A second possibility is that, because intensive insulin therapy is a complex treatment and the results may be dependent on the implementation of the intervention and the accuracy of blood glucose measurement,46
these factors may have differed between Van den Berghe’s first trial and subsequent trials. There is some evidence for this in the wide range of hypoglycemic events in the intervention arms between trials (from 5.1%–28.6%). A further explanation is the considerable variability in what constitutes “usual care.” In the trial by Van den Berghe and colleagues, the control group targeted a blood glucose level of 10.0–11.1 mmol/L. In contrast, some of the trials included in our analysis used a lower glucose target in the control group. For example, in the control arms of the trials by the NICE-SUGAR group and by Oksanen and colleagues,36
the targeted blood glucose level was less than 10.0 mmol/L and 6.0–8.0 mmol/L, respectively. In settings where usual care is to target a blood glucose level of less than 10.0 mmol/L, intensive insulin therapy may offer no benefit.
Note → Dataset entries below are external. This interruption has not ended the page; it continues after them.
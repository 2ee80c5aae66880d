//! Primitive data types.

/// Data type for vertex indices.
pub type VertexIndex = usize;
/// Data type for line weights and path costs.
pub type Cost = u64;

/// Index of the power station. Every other vertex is a house.
pub const POWER_SOURCE: VertexIndex = 0;
use super::*;
use crate::report::DistanceReport;
use crate::simulation::{Operation, Simulator, StepOutcome};

/// A network and a sequence of operations to replay on it.
#[derive(Serialize, Deserialize, Debug, Clone, PartialEq)]
pub struct Scenario {
    pub name: Option<String>,
    pub network: NetworkFile,
    pub operations: Vec<Operation>,
}

/// Outcome of replaying a [`Scenario`].
#[derive(Serialize, Debug)]
#[serde(rename_all = "camelCase")]
pub struct ScenarioResult {
    pub name: Option<String>,
    /// Distances before the first operation.
    pub initial: DistanceReport,
    pub steps: Vec<StepOutcome>,
}

impl Scenario {
    pub fn run(self) -> Result<ScenarioResult, SimulationFailure> {
        let Scenario {
            name,
            network,
            operations,
        } = self;
        let (network, config) = network.prepare()?;
        let mut simulator = Simulator::new(network, config)?;
        let initial = simulator.report()?;
        let steps = simulator.run_operations(&operations)?;
        Ok(ScenarioResult {
            name,
            initial,
            steps,
        })
    }
}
Another possible explanation for the discordant results between trials is that the degree with which blood glucose levels fluctuates in an individual patient may be as important as the average blood glucose concentration achieved.47
It is possible for 2 trials to report having achieved similar mean blood glucose concentration while obscuring the fact that blood glucose variability was markedly different between the 2 trials. Finally, the impact of feeding regimens on the effect of intensive insulin therapy requires urgent clarification. The patients in the trial by Van den Berghe and colleagues8
were fed largely by the parenteral route and received large doses of intravenous glucose.9
In contrast, patients in other studies, such as the NICE-SUGAR study, received predominantly enteral nutrition.18
We hypothesize that the treatment effect of intensive insulin therapy may be dependent on the means of controlling blood glucose, the accuracy of blood glucose monitoring, the degree of within-patient variation in blood glucose and the feeding regimen used. These hypotheses can be further explored through meta-analysis of individual patient data48
and by rigorous, adequately powered and carefully conducted randomized controlled trials.